卒業研究
クレンチング採血による生化学データの変化と回避策
Changes in Biochemical Data Due to Fist Clenching During Blood Sample Collection and Workaround Measures
臨床検査技師科
末吉颯真 伏見祥広
要約
クレンチングを行った後に採血すると、生化学データに影響を及ぼすことが明らかにされている。しかし、病院でもクレンチング後に採血を実施することは少なくない。そこで本研究では、クレンチングによる生化学データの変動、それらの項目の中で最大変動を認めた項目について調査し、クレンチング採血による生化学データの変動と回避策についての検討を行った。その結果、測定項目31項目中12項目について変動が認められ、この中でも特にカリウムが最大14%上昇することが示された。そのため、採血時のクレンチングは避けるべきであるが、クレンチング後には約1分間で改善する結果が示されたため、クレンチングを行った場合は、1分間間隔をあけて採血を行うことがよいと考えた。
目的
不適切な採血によって得られた血液を用いて検査を行うと、検査データに影響を及ぼし、正しい診断や適切な治療を行えなくなる。クレンチング(手を開いて再び強く握る動作を繰り返す)を行うと、血管を容易に怒張させることができるため、病院などの医療機関においては、クレンチング後に採血が実施されていることは少なくない。しかし、採血前にクレンチングを行うと、生化学データに影響を及ぼすことが明らかにされている。そこで、クレンチングによる生化学データの変動を調査するとともに、回避策の検討を行った。
方法
検討項目
TP、ALB、AST、ALT、LD、CK、ALP、AMY、GGT、CHE、Ca、IP、Fe、UIBC、UA、UN、Cre、Glu、TC、TG、HDL-C、LDL-C、Mg、Na、K、Cl
-
クレンチングの実施による生化学データ調査
駆血直後採血、クレンチング(1分間30回)直後採血、安静(1分間)後採血、1分間クレンチング後採血、以後安静として約20秒ごとに計7回連続採血を行った。駆血直後を対照に変動率を求めた。 -
カリウム上昇の原因が、駆血帯の影響かクレンチングの影響であるかの検討
駆血後採血を行い、1、2、3分後に採血を行った。駆血直後を対照に変動率を求めた。 -
クレンチング後のカリウム低下の要因が、経時的なものか量的なものかの検討
駆血後採血を行い、クレンチング(1分間30回)直後に採血を行い、(以下定点採血とする)安静20秒後採血、60秒後採血を行った。駆血直後を対照に変動率を求めた。
結果
- K、TC、TP、Alb、AST、ALP、AMY、GGT、CHE、UIBC、HDL、LDLは上昇率5%以上を認めた。この中でも特に最大上昇率を認めたカリウムは14%の上昇率を示した。

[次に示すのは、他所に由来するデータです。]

//! Two-pass dark-mode recolor via ImageMagick's `convert`.
//!
//! Grounded on `original_source/pipeline.go` (`generateDarkThumbnails`):
//! pass one remaps the light background/foreground palette onto the PNG,
//! pass two flattens white highlights back over the result, both in place.

use std::path::Path;

use tokio::sync::Semaphore;

use crate::error::ToolError;
use crate::tools::ResolvedBinaries;

/// `convert LIGHT -channel rgba -matte -fill rgba(250,226,203,1) -fuzz 45% -opaque rgba(76,76,76,1) -flatten DARK`
pub async fn recolor_dark_pass_one(
    binaries: &ResolvedBinaries,
    gate: &Semaphore,
    light_original: &Path,
    dark_original: &Path,
) -> Result<(), ToolError> {
    let binary = binaries.path("convert");
    let _permit = gate.acquire().await.expect("gate semaphore never closed");
    super::run_captured(
        "convert",
        binary,
        &[
            light_original.as_os_str(),
            std::ffi::OsStr::new("-channel"),
            std::ffi::OsStr::new("rgba"),
            std::ffi::OsStr::new("-matte"),
            std::ffi::OsStr::new("-fill"),
            std::ffi::OsStr::new("rgba(250,226,203,1)"),
            std::ffi::OsStr::new("-fuzz"),
            std::ffi::OsStr::new("45%"),
            std::ffi::OsStr::new("-opaque"),
            std::ffi::OsStr::new("rgba(76,76,76,1)"),
            std::ffi::OsStr::new("-flatten"),
            dark_original.as_os_str(),
        ],
    )
    .await?;
    Ok(())
}

/// `convert DARK -channel rgba -matte -fill rgba(40,40,86,1) -fuzz 12% -opaque white -flatten DARK`
pub async fn recolor_dark_pass_two(binaries: &ResolvedBinaries, gate: &Semaphore, dark_original: &Path) -> Result<(), ToolError> {
    let binary = binaries.path("convert");
    let _permit = gate.acquire().await.expect("gate semaphore never closed");
    super::run_captured(
        "convert",
        binary,
        &[
            dark_original.as_os_str(),
            std::ffi::OsStr::new("-channel"),
            std::ffi::OsStr::new("rgba"),
            std::ffi::OsStr::new("-matte"),
            std::ffi::OsStr::new("-fill"),
            std::ffi::OsStr::new("rgba(40,40,86,1)"),
            std::ffi::OsStr::new("-fuzz"),
            std::ffi::OsStr::new("12%"),
            std::ffi::OsStr::new("-opaque"),
            std::ffi::OsStr::new("white"),
            std::ffi::OsStr::new("-flatten"),
            dark_original.as_os_str(),
        ],
    )
    .await?;
    Ok(())
}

- 駆血直後を対照として、駆血帯のみのカリウムデータの変動率の平均は、-1.0%で明らかな変動は認められなかった。
- カリウム上昇後の連続採血と定点採血では、上昇率-5%と明らかな差は認められなかった。
考察
クレンチング後のカリウムの平均変動率が+14%上昇した。カリウム上昇を認める疾患には、心不全や腎不全などがあり、カリウム値の変動によっては、誤診につながることや臨床現場の混乱を引き起こすことも考えられるため、採血時のクレンチング操作は避ける必要があると判断した。また、血管を怒張させるためにクレンチングを実施した場合は、クレンチング終了後、1分間間隔をあけて採血を行うことがよいと判断した。